GIVEN DATA section start

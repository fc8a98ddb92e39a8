// src/tensor/mod.rs

use approx::AbsDiffEq;
use crate::error::DigitNetError;
use crate::types::Scalar;
use std::ops::{Index, IndexMut};

mod debug;
pub mod io;
pub mod utils;

pub use utils::{checked_num_elements, flat_index, next_index, num_elements};

/// A dense, row-major, N-dimensional array.
///
/// The rank is fixed when the tensor is constructed; the shape is stored as a
/// plain dimension list and the elements in a flat `Vec` of length
/// `product(shape)`. A tensor with an empty shape has rank 0 and holds exactly
/// one element.
///
/// `Tensor` is a value type: cloning copies the data, nothing is shared.
/// Two tensors compare equal iff their shapes are identical and every
/// corresponding element compares equal.
#[derive(Clone, PartialEq)]
pub struct Tensor<T> {
    shape: Vec<usize>,
    data: Vec<T>,
}

impl<T: Scalar> Tensor<T> {
    /// Creates a zero-filled tensor with the given shape.
    pub fn new(shape: &[usize]) -> Self {
        Self::full(shape, T::zero())
    }

    /// Creates a tensor with the given shape, every element set to `value`.
    pub fn full(shape: &[usize], value: T) -> Self {
        Tensor {
            shape: shape.to_vec(),
            data: vec![value; num_elements(shape)],
        }
    }

    /// Creates a rank-0 tensor holding a single value.
    pub fn scalar(value: T) -> Self {
        Tensor {
            shape: Vec::new(),
            data: vec![value],
        }
    }

    /// Creates a tensor from flat row-major data.
    ///
    /// # Errors
    /// Returns `DigitNetError::TensorCreationError` if `data.len()` does not
    /// match the number of elements described by `shape`.
    pub fn from_vec(data: Vec<T>, shape: Vec<usize>) -> Result<Self, DigitNetError> {
        if checked_num_elements(&shape) != Some(data.len()) {
            return Err(DigitNetError::TensorCreationError {
                data_len: data.len(),
                shape,
            });
        }
        Ok(Tensor { shape, data })
    }

    /// Creates a rank-1 tensor whose single dimension is `data.len()`.
    pub fn from_1d(data: Vec<T>) -> Self {
        Tensor {
            shape: vec![data.len()],
            data,
        }
    }

    /// Sets every element to `value`.
    pub fn fill(&mut self, value: T) {
        self.data.iter_mut().for_each(|x| *x = value);
    }

    /// Checked element access.
    ///
    /// # Errors
    /// `IndexRankMismatch` if `index.len() != self.rank()`,
    /// `IndexOutOfBounds` if any component is outside its dimension.
    pub fn get(&self, index: &[usize]) -> Result<&T, DigitNetError> {
        let flat = flat_index(&self.shape, index)?;
        Ok(&self.data[flat])
    }

    /// Checked mutable element access. See [`Tensor::get`].
    pub fn get_mut(&mut self, index: &[usize]) -> Result<&mut T, DigitNetError> {
        let flat = flat_index(&self.shape, index)?;
        Ok(&mut self.data[flat])
    }

    /// Applies `f` to every element, producing a tensor of the same shape.
    pub fn map<U, F>(&self, f: F) -> Tensor<U>
    where
        U: Scalar,
        F: FnMut(T) -> U,
    {
        Tensor {
            shape: self.shape.clone(),
            data: self.data.iter().copied().map(f).collect(),
        }
    }

    /// Combines two tensors of identical shape element by element.
    pub fn zip_map<F>(&self, other: &Tensor<T>, mut f: F) -> Result<Tensor<T>, DigitNetError>
    where
        F: FnMut(T, T) -> T,
    {
        if self.shape != other.shape {
            return Err(DigitNetError::ShapeMismatch {
                expected: self.shape.clone(),
                actual: other.shape.clone(),
                operation: "zip_map".to_string(),
            });
        }
        let data = self
            .data
            .iter()
            .zip(other.data.iter())
            .map(|(&a, &b)| f(a, b))
            .collect();
        Ok(Tensor {
            shape: self.shape.clone(),
            data,
        })
    }
}

impl<T> Tensor<T> {
    /// Returns the rank (number of dimensions) of the tensor.
    pub fn rank(&self) -> usize {
        self.shape.len()
    }

    /// Returns the dimension sizes.
    pub fn shape(&self) -> &[usize] {
        &self.shape
    }

    /// Returns the total number of elements (1 for a rank-0 tensor).
    pub fn numel(&self) -> usize {
        self.data.len()
    }

    /// Flat row-major view of the elements.
    pub fn data(&self) -> &[T] {
        &self.data
    }

    /// Mutable flat row-major view of the elements.
    pub fn data_mut(&mut self) -> &mut [T] {
        &mut self.data
    }

    /// Consumes the tensor and returns its flat data.
    pub fn into_data(self) -> Vec<T> {
        self.data
    }

    /// Iterates over the elements in row-major order.
    pub fn iter(&self) -> std::slice::Iter<'_, T> {
        self.data.iter()
    }

    fn flat_index_or_panic(&self, index: &[usize]) -> usize {
        match flat_index(&self.shape, index) {
            Ok(flat) => flat,
            Err(e) => panic!("Tensor index error: {}", e),
        }
    }
}

impl<T: Scalar> Default for Tensor<T> {
    /// Rank 0, a single zero element.
    fn default() -> Self {
        Tensor::scalar(T::zero())
    }
}

/// Unchecked-by-type element access; panics on a wrong-arity or
/// out-of-range index. Use [`Tensor::get`] for a `Result`.
impl<T> Index<&[usize]> for Tensor<T> {
    type Output = T;

    fn index(&self, index: &[usize]) -> &T {
        let flat = self.flat_index_or_panic(index);
        &self.data[flat]
    }
}

impl<T> IndexMut<&[usize]> for Tensor<T> {
    fn index_mut(&mut self, index: &[usize]) -> &mut T {
        let flat = self.flat_index_or_panic(index);
        &mut self.data[flat]
    }
}

impl<T, const N: usize> Index<[usize; N]> for Tensor<T> {
    type Output = T;

    fn index(&self, index: [usize; N]) -> &T {
        &self[&index[..]]
    }
}

impl<T, const N: usize> IndexMut<[usize; N]> for Tensor<T> {
    fn index_mut(&mut self, index: [usize; N]) -> &mut T {
        &mut self[&index[..]]
    }
}

impl<T> AbsDiffEq for Tensor<T>
where
    T: AbsDiffEq,
    T::Epsilon: Copy,
{
    type Epsilon = T::Epsilon;

    fn default_epsilon() -> Self::Epsilon {
        T::default_epsilon()
    }

    fn abs_diff_eq(&self, other: &Self, epsilon: Self::Epsilon) -> bool {
        self.shape == other.shape
            && self
                .data
                .iter()
                .zip(other.data.iter())
                .all(|(a, b)| a.abs_diff_eq(b, epsilon))
    }
}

GIVEN DATA section end

• PROMPT:
The reply should restate the records above in full, character for character.

• YOUR RESPONSE:
repository fc8a98ddb92e39a8
// src/tensor/mod.rs

use approx::AbsDiffEq;
use crate::error::DigitNetError;
use crate::types::Scalar;
use std::ops::{Index, IndexMut};

mod debug;
pub mod io;
pub mod utils;

pub use utils::{checked_num_elements, flat_index, next_index, num_elements};

/// A dense, row-major, N-dimensional array.
///
/// The rank is fixed when the tensor is constructed; the shape is stored as a
/// plain dimension list and the elements in a flat `Vec` of length
/// `product(shape)`. A tensor with an empty shape has rank 0 and holds exactly
/// one element.
///
/// `Tensor` is a value type: cloning copies the data, nothing is shared.
/// Two tensors compare equal iff their shapes are identical and every
/// corresponding element compares equal.
#[derive(Clone, PartialEq)]
pub struct Tensor<T> {
    shape: Vec<usize>,
    data: Vec<T>,
}

impl<T: Scalar> Tensor<T> {
    /// Creates a zero-filled tensor with the given shape.
    pub fn new(shape: &[usize]) -> Self {
        Self::full(shape, T::zero())
    }

    /// Creates a tensor with the given shape, every element set to `value`.
    pub fn full(shape: &[usize], value: T) -> Self {
        Tensor {
            shape: shape.to_vec(),
            data: vec![value; num_elements(shape)],
        }
    }

    /// Creates a rank-0 tensor holding a single value.
    pub fn scalar(value: T) -> Self {
        Tensor {
            shape: Vec::new(),
            data: vec![value],
        }
    }

    /// Creates a tensor from flat row-major data.
    ///
    /// # Errors
    /// Returns `DigitNetError::TensorCreationError` if `data.len()` does not
    /// match the number of elements described by `shape`.
    pub fn from_vec(data: Vec<T>, shape: Vec<usize>) -> Result<Self, DigitNetError> {
        if checked_num_elements(&shape) != Some(data.len()) {
            return Err(DigitNetError::TensorCreationError {
                data_len: data.len(),
                shape,
            });
        }
        Ok(Tensor { shape, data })
    }

    /// Creates a rank-1 tensor whose single dimension is `data.len()`.
    pub fn from_1d(data: Vec<T>) -> Self {
        Tensor {
            shape: vec![data.len()],
            data,
        }
    }

    /// Sets every element to `value`.
    pub fn fill(&mut self, value: T) {
        self.data.iter_mut().for_each(|x| *x = value);
    }

    /// Checked element access.
    ///
    /// # Errors
    /// `IndexRankMismatch` if `index.len() != self.rank()`,
    /// `IndexOutOfBounds` if any component is outside its dimension.
    pub fn get(&self, index: &[usize]) -> Result<&T, DigitNetError> {
        let flat = flat_index(&self.shape, index)?;
        Ok(&self.data[flat])
    }

    /// Checked mutable element access. See [`Tensor::get`].
    pub fn get_mut(&mut self, index: &[usize]) -> Result<&mut T, DigitNetError> {
        let flat = flat_index(&self.shape, index)?;
        Ok(&mut self.data[flat])
    }

    /// Applies `f` to every element, producing a tensor of the same shape.
    pub fn map<U, F>(&self, f: F) -> Tensor<U>
    where
        U: Scalar,
        F: FnMut(T) -> U,
    {
        Tensor {
            shape: self.shape.clone(),
            data: self.data.iter().copied().map(f).collect(),
        }
    }

    /// Combines two tensors of identical shape element by element.
    pub fn zip_map<F>(&self, other: &Tensor<T>, mut f: F) -> Result<Tensor<T>, DigitNetError>
    where
        F: FnMut(T, T) -> T,
    {
        if self.shape != other.shape {
            return Err(DigitNetError::ShapeMismatch {
                expected: self.shape.clone(),
                actual: other.shape.clone(),
                operation: "zip_map".to_string(),
            });
        }
        let data = self
            .data
            .iter()
            .zip(other.data.iter())
            .map(|(&a, &b)| f(a, b))
            .collect();
        Ok(Tensor {
            shape: self.shape.clone(),
            data,
        })
    }
}

impl<T> Tensor<T> {
    /// Returns the rank (number of dimensions) of the tensor.
    pub fn rank(&self) -> usize {
        self.shape.len()
    }

    /// Returns the dimension sizes.
    pub fn shape(&self) -> &[usize] {
        &self.shape
    }

    /// Returns the total number of elements (1 for a rank-0 tensor).
    pub fn numel(&self) -> usize {
        self.data.len()
    }

    /// Flat row-major view of the elements.
    pub fn data(&self) -> &[T] {
        &self.data
    }

    /// Mutable flat row-major view of the elements.
    pub fn data_mut(&mut self) -> &mut [T] {
        &mut self.data
    }

    /// Consumes the tensor and returns its flat data.
    pub fn into_data(self) -> Vec<T> {
        self.data
    }

    /// Iterates over the elements in row-major order.
    pub fn iter(&self) -> std::slice::Iter<'_, T> {
        self.data.iter()
    }

    fn flat_index_or_panic(&self, index: &[usize]) -> usize {
        match flat_index(&self.shape, index) {
            Ok(flat) => flat,
            Err(e) => panic!("Tensor index error: {}", e),
        }
    }
}

impl<T: Scalar> Default for Tensor<T> {
    /// Rank 0, a single zero element.
    fn default() -> Self {
        Tensor::scalar(T::zero())
    }
}

/// Unchecked-by-type element access; panics on a wrong-arity or
/// out-of-range index. Use [`Tensor::get`] for a `Result`.
impl<T> Index<&[usize]> for Tensor<T> {
    type Output = T;

    fn index(&self, index: &[usize]) -> &T {
        let flat = self.flat_index_or_panic(index);
        &self.data[flat]
    }
}

impl<T> IndexMut<&[usize]> for Tensor<T> {
    fn index_mut(&mut self, index: &[usize]) -> &mut T {
        let flat = self.flat_index_or_panic(index);
        &mut self.data[flat]
    }
}

impl<T, const N: usize> Index<[usize; N]> for Tensor<T> {
    type Output = T;

    fn index(&self, index: [usize; N]) -> &T {
        &self[&index[..]]
    }
}

impl<T, const N: usize> IndexMut<[usize; N]> for Tensor<T> {
    fn index_mut(&mut self, index: [usize; N]) -> &mut T {
        &mut self[&index[..]]
    }
}

impl<T> AbsDiffEq for Tensor<T>
where
    T: AbsDiffEq,
    T::Epsilon: Copy,
{
    type Epsilon = T::Epsilon;

    fn default_epsilon() -> Self::Epsilon {
        T::default_epsilon()
    }

    fn abs_diff_eq(&self, other: &Self, epsilon: Self::Epsilon) -> bool {
        self.shape == other.shape
            && self
                .data
                .iter()
                .zip(other.data.iter())
                .all(|(a, b)| a.abs_diff_eq(b, epsilon))
    }
}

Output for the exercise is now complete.